Einblicke aus und in die Werkstatt
Hier veröffentlichen wir aktuelle Überlegungen, die den Entstehungsprozess der Open Embassy dokumentieren.
Kein Tag vergeht, an dem die Demokratie als Staats- und Gesellschaftsform nicht vor neue Herausforderungen gestellt wird. Ob lokal, national oder global, die Probleme variieren, sind aber vielfach im Kern die gleichen. Demokratische Strukturen und Werte werden unterhöhlt durch Populismus, Desinformation und erstarkende gruppenbezogene Menschenfeindlichkeit. Die weltweite Verflechtung der Märkte und der Wirtschaft kann für einen Teil der Gesellschaft zu großer Prosperität führen, andere Teile werden durch sie weiter benachteiligt. Gerade in Krisen- und Kriegszeiten birgt sie zudem die Gefahr fataler Kettenreaktionen, die schließlich auch das soziale Gefüge einer (nationalen) Gesellschaft und nicht zuletzt das persönliche Wohlergehen des/der Einzelnen beeinträchtigen können. Die multiplen globalen Bedrohungen – wie Klimawandel, Artensterben, Ressourcenknappheit und Pandemien – sind so gewaltig, die technologischen und tagespolitischen Entwicklungen so umfassend, komplex und volatil, dass viele Menschen diese nicht mehr wahrnehmen wollen oder können und sich in die Privatheit bzw. ihre jeweilige Kleingruppe oder „Bubble“ zurückziehen. Gesellschaftliche Spaltung ist die Folge.
Mit Blick auf das demokratisch verfasste Deutschland kommen eine Reihe spezifischer Themen hinzu, die gerade mittel- bis langfristig enormes Erosionspotential aufweisen: Insbesondere die längst bekannte, immer wieder thematisierte, aber nie wirklich systematisch angegangene Bildungsungerechtigkeit ist hier nur als eines der Grundübel zu nennen, welches negative Auswirkungen auf viele weitere Bereiche des gesellschaftlichen Lebens hat. Aus ihr folgen soziale und ökonomische Benachteiligung, ungleiche gesellschaftliche und politische Teilhabechancen, abnehmendes Vertrauen in das demokratische System und das Erstarken von politischen Diskursen, die sich gegen bestimmte Menschengruppen richten und nach einer „starken Hand“ rufen usw.
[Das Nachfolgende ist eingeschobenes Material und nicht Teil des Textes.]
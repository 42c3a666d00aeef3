//! Handler registry.
//!
//! Binds handlers to routes for the lifetime of the process. Every handler
//! is wrapped in a [`Handler`] before registration; registration returns an
//! [`Action`], the token that render code embeds into markup and the
//! dispatcher invokes.
//!
//! Handler identity is the handler's Rust type together with the name its
//! route is derived from. Function items each have their own type, so
//! registering `increment` on every render returns the same route without
//! any runtime comparison of function pointers. Closures created by the
//! same expression share a type; give them explicit names when one
//! expression must serve several routes.

use crate::{Context, RegistryError};
use parking_lot::RwLock;
use regex::Regex;
use std::any::{TypeId, type_name};
use std::borrow::Cow;
use std::collections::HashMap;
use std::fmt;
use std::future::Future;
use std::pin::Pin;
use std::sync::{Arc, LazyLock};

/// Future returned by an erased handler.
pub type HandlerFuture = Pin<Box<dyn Future<Output = String> + Send>>;

/// Type alias for erased handler functions
pub type HandlerFn = Arc<dyn Fn(Context) -> HandlerFuture + Send + Sync>;

static REMOVE_CHARS: LazyLock<Regex> =
    LazyLock::new(|| Regex::new(r"[*()\[\]{}<>&',\s]").expect("valid regex"));
static REPLACE_CHARS: LazyLock<Regex> =
    LazyLock::new(|| Regex::new(r"[./:\-]+").expect("valid regex"));

/// A route a handler is bound to.
#[derive(Debug, Clone, PartialEq, Eq, Hash, PartialOrd, Ord)]
pub struct Route(Arc<str>);

impl Route {
    pub fn as_str(&self) -> &str {
        &self.0
    }
}

impl fmt::Display for Route {
    fn fmt(&self, f: &mut fmt::Formatter<'_>) -> fmt::Result {
        f.write_str(&self.0)
    }
}

impl AsRef<str> for Route {
    fn as_ref(&self) -> &str {
        &self.0
    }
}

/// A handler wrapped for registration.
pub struct Handler {
    type_id: TypeId,
    symbol: Cow<'static, str>,
    func: HandlerFn,
}

impl Handler {
    /// Wrap a handler. Its symbolic name is the Rust path of `F`.
    pub fn new<F, Fut>(func: F) -> Self
    where
        F: Fn(Context) -> Fut + Send + Sync + 'static,
        Fut: Future<Output = String> + Send + 'static,
    {
        Self {
            type_id: TypeId::of::<F>(),
            symbol: Cow::Borrowed(type_name::<F>()),
            func: Arc::new(move |ctx| -> HandlerFuture { Box::pin(func(ctx)) }),
        }
    }

    /// Override the symbolic name the implicit route is derived from.
    pub fn symbol(mut self, symbol: impl Into<Cow<'static, str>>) -> Self {
        self.symbol = symbol.into();
        self
    }

    pub fn symbol_name(&self) -> &str {
        &self.symbol
    }
}

impl fmt::Debug for Handler {
    fn fmt(&self, f: &mut fmt::Formatter<'_>) -> fmt::Result {
        f.debug_struct("Handler").field("symbol", &self.symbol).finish()
    }
}

/// Registration token: a handler bound to its route.
#[derive(Clone)]
pub struct Action {
    route: Route,
    name: Arc<str>,
    func: HandlerFn,
}

impl Action {
    pub fn route(&self) -> &Route {
        &self.route
    }

    /// The name the handler was registered under.
    pub fn name(&self) -> &str {
        &self.name
    }

    /// Run the handler for one request.
    pub fn invoke(&self, ctx: Context) -> HandlerFuture {
        (self.func)(ctx)
    }
}

impl fmt::Debug for Action {
    fn fmt(&self, f: &mut fmt::Formatter<'_>) -> fmt::Result {
        f.debug_struct("Action")
            .field("route", &self.route)
            .field("name", &self.name)
            .finish()
    }
}

#[derive(Debug, Clone, PartialEq, Eq, Hash)]
struct HandlerKey {
    type_id: TypeId,
    name: String,
}

enum Naming<'a> {
    Implicit,
    Explicit(&'a str),
    Page(&'a str),
}

#[derive(Default)]
struct Entries {
    routes: HashMap<Route, Action>,
    keys: HashMap<HandlerKey, Route>,
}

/// Append-only map between handlers and routes.
///
/// One registry is owned by each running application and shared by
/// reference with everything that renders actions.
pub struct Registry {
    base_path: String,
    entries: RwLock<Entries>,
}

impl Registry {
    /// Create a registry whose derived routes live under `/`.
    pub fn new() -> Self {
        Self::with_base_path("/")
    }

    pub fn with_base_path(base_path: impl Into<String>) -> Self {
        let mut base_path = base_path.into();
        if !base_path.starts_with('/') {
            base_path.insert(0, '/');
        }

        Self {
            base_path,
            entries: RwLock::new(Entries::default()),
        }
    }

    pub fn base_path(&self) -> &str {
        &self.base_path
    }

    /// Bind `handler` to a route, or return the route it already has.
    ///
    /// The route is `explicit_name` when given, otherwise it is derived from
    /// the handler's symbolic name. A route already held by a different
    /// handler is an error.
    pub fn try_register(
        &self,
        explicit_name: Option<&str>,
        handler: Handler,
    ) -> Result<Action, RegistryError> {
        match explicit_name {
            Some(name) => self.insert(Naming::Explicit(name), handler),
            None => self.insert(Naming::Implicit, handler),
        }
    }

    /// Bind `handler` to an explicit page path, used verbatim.
    pub fn try_page(&self, path: &str, handler: Handler) -> Result<Action, RegistryError> {
        self.insert(Naming::Page(path), handler)
    }

    /// Fail-fast form of [`try_register`](Self::try_register).
    ///
    /// # Panics
    ///
    /// Panics when the route collides with another handler's or the name is
    /// empty. Both are defects in the calling code.
    pub fn register(&self, explicit_name: Option<&str>, handler: Handler) -> Action {
        self.try_register(explicit_name, handler)
            .unwrap_or_else(|err| fail(err))
    }

    /// Register a handler under the route derived from its Rust path.
    ///
    /// # Panics
    ///
    /// See [`register`](Self::register).
    pub fn callable<F, Fut>(&self, func: F) -> Action
    where
        F: Fn(Context) -> Fut + Send + Sync + 'static,
        Fut: Future<Output = String> + Send + 'static,
    {
        self.register(None, Handler::new(func))
    }

    /// Register a handler under an explicit action name.
    ///
    /// # Panics
    ///
    /// See [`register`](Self::register).
    pub fn action<F, Fut>(&self, name: &str, func: F) -> Action
    where
        F: Fn(Context) -> Fut + Send + Sync + 'static,
        Fut: Future<Output = String> + Send + 'static,
    {
        self.register(Some(name), Handler::new(func))
    }

    /// Register a page handler at `path`.
    ///
    /// # Panics
    ///
    /// See [`register`](Self::register).
    pub fn page<F, Fut>(&self, path: &str, func: F) -> Action
    where
        F: Fn(Context) -> Fut + Send + Sync + 'static,
        Fut: Future<Output = String> + Send + 'static,
    {
        self.try_page(path, Handler::new(func))
            .unwrap_or_else(|err| fail(err))
    }

    /// Route of a handler registered under its derived name.
    pub fn resolve<F: 'static>(&self, _func: &F) -> Result<Route, RegistryError> {
        self.resolve_key(&HandlerKey {
            type_id: TypeId::of::<F>(),
            name: type_name::<F>().to_string(),
        })
    }

    /// Route of a handler registered under an explicit name.
    pub fn resolve_named<F: 'static>(&self, name: &str, _func: &F) -> Result<Route, RegistryError> {
        self.resolve_key(&HandlerKey {
            type_id: TypeId::of::<F>(),
            name: name.to_string(),
        })
    }

    /// Fail-fast form of [`resolve`](Self::resolve).
    ///
    /// # Panics
    ///
    /// Panics when the handler was never registered.
    pub fn route_of<F: 'static>(&self, func: &F) -> Route {
        self.resolve(func).unwrap_or_else(|err| fail(err))
    }

    /// Exact-match lookup used by the dispatcher.
    pub fn lookup(&self, path: &str) -> Option<Action> {
        let entries = self.entries.read();
        entries.routes.get(path).cloned()
    }

    /// All registered routes, sorted.
    pub fn routes(&self) -> Vec<Route> {
        let mut routes: Vec<Route> = self.entries.read().routes.keys().cloned().collect();
        routes.sort();
        routes
    }

    pub fn len(&self) -> usize {
        self.entries.read().routes.len()
    }

    pub fn is_empty(&self) -> bool {
        self.len() == 0
    }

    fn resolve_key(&self, key: &HandlerKey) -> Result<Route, RegistryError> {
        self.entries
            .read()
            .keys
            .get(key)
            .cloned()
            .ok_or_else(|| RegistryError::Unregistered(key.name.clone()))
    }

    fn insert(&self, naming: Naming<'_>, handler: Handler) -> Result<Action, RegistryError> {
        let name = match naming {
            Naming::Implicit => handler.symbol.to_string(),
            Naming::Explicit(name) | Naming::Page(name) => name.trim().to_string(),
        };

        if name.is_empty() {
            return Err(RegistryError::EmptyName);
        }

        let key = HandlerKey {
            type_id: handler.type_id,
            name,
        };

        // Steady state: the handler is already bound.
        if let Some(action) = self.existing(&key) {
            return Ok(action);
        }

        let route = match naming {
            Naming::Implicit => normalize(&self.base_path, &key.name),
            Naming::Explicit(_) => prefix(&self.base_path, &key.name.to_lowercase()),
            Naming::Page(_) => prefix("/", &key.name),
        };

        let mut entries = self.entries.write();

        // A concurrent first use may have bound it in the meantime.
        if let Some(route) = entries.keys.get(&key) {
            return Ok(entries.routes[route].clone());
        }

        if let Some(existing) = entries.routes.get(route.as_str()) {
            return Err(RegistryError::RouteCollision {
                route,
                existing: existing.name.to_string(),
                incoming: key.name,
            });
        }

        let route = Route(Arc::from(route));
        let action = Action {
            route: route.clone(),
            name: Arc::from(key.name.as_str()),
            func: handler.func,
        };

        tracing::debug!(route = %route, handler = %key.name, "Registered handler");

        entries.routes.insert(route.clone(), action.clone());
        entries.keys.insert(key, route);

        Ok(action)
    }

    fn existing(&self, key: &HandlerKey) -> Option<Action> {
        let entries = self.entries.read();
        let route = entries.keys.get(key)?;
        entries.routes.get(route).cloned()
    }
}

impl Default for Registry {
    fn default() -> Self {
        Self::new()
    }
}

impl fmt::Debug for Registry {
    fn fmt(&self, f: &mut fmt::Formatter<'_>) -> fmt::Result {
        f.debug_struct("Registry")
            .field("base_path", &self.base_path)
            .field("routes", &self.routes())
            .finish()
    }
}

impl std::borrow::Borrow<str> for Route {
    fn borrow(&self) -> &str {
        &self.0
    }
}

/// Derive a route from a symbolic handler name.
///
/// Lower-cases, strips characters that are unsafe in a path, collapses
/// separator runs into `-` and prefixes the base path.
pub fn normalize(base_path: &str, symbol: &str) -> String {
    let lowered = symbol.to_lowercase();
    let stripped = REMOVE_CHARS.replace_all(&lowered, "");
    let joined = REPLACE_CHARS.replace_all(&stripped, "-");
    prefix(base_path, &joined)
}

fn prefix(base_path: &str, name: &str) -> String {
    if name.starts_with(base_path) {
        return name.to_string();
    }

    let base = base_path.trim_end_matches('/');
    format!("{}/{}", base, name.trim_start_matches('/'))
}

fn fail(err: RegistryError) -> ! {
    tracing::error!(error = %err, "Handler registration failed");
    panic!("{err}")
}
Aber auch hier ließe sich die Liste fortsetzen.
Diese immensen Herausforderungen können wir als Gesellschaft nur in einem starken, resilienten und zukunftsfähigen demokratischen System bewältigen – einem System, das in all seinen verschiedenen Ebenen und Facetten von den Menschen getragen und mitgestaltet wird.
Die Grundvoraussetzungen zur Lösung der o.g. Probleme zu schaffen, ist in einem demokratisch geführten System die Aufgabe von politischen Entscheidungsträger*innen und den staatlichen Institutionen. Diese kritisch-konstruktiv zu begleiten und immer wieder an ihren eigenen Maßstäben zu messen, Unzulänglichkeiten des Systems aufzudecken und wider den Stachel zu löcken, auf unbürokratischem Wege Alternativen zu entwickeln und diese in den allgemeinen gesellschaftspolitischen Diskurs einzubringen – das kann eine der vornehmsten, selbst gesetzten Aufgaben gemeinwohlorientierter privater und zivilgesellschaftlicher Akteure sein, wie es die Montag Stiftungen sind. Der Gedanke, eine „Open Embassy | doing democracy“ aufzubauen, ist in diesem Kontext vieles auf einmal: ambitioniert, zukunftsgewandt, komplex, vielseitig, anspruchsvoll und vielleicht utopisch. In jedem Falle wirft der Gedanke erst einmal viele Fragen auf.
Bei der Open Embassy, getragen von den Montag Stiftungen, finden wir gleich zwei Alleinstellungsmerkmale vor, die die konzeptionelle und inhaltliche Annäherung an das Projekt entscheidend beeinflussen:
- Wir haben einen Ort, an dem sich unsere Aktivitäten kristallisieren, konzentrieren, von dem sie ausgehen.
- Wir gehen vom Thema aus – und nicht von der Funktion des Ortes (wie beispielsweise bei einer Bibliothek oder einem Museum).
Durch die Einbettung in und die Förderung durch eine private Stiftungsgruppe können wir zudem unabhängig von jedweder äußeren (politischen, religiösen, weltanschaulichen) Beeinflussung und nur der Charta und dem Leitbild verpflichtet unsere Programmatik entwickeln und in konkrete Aktivitäten übersetzen.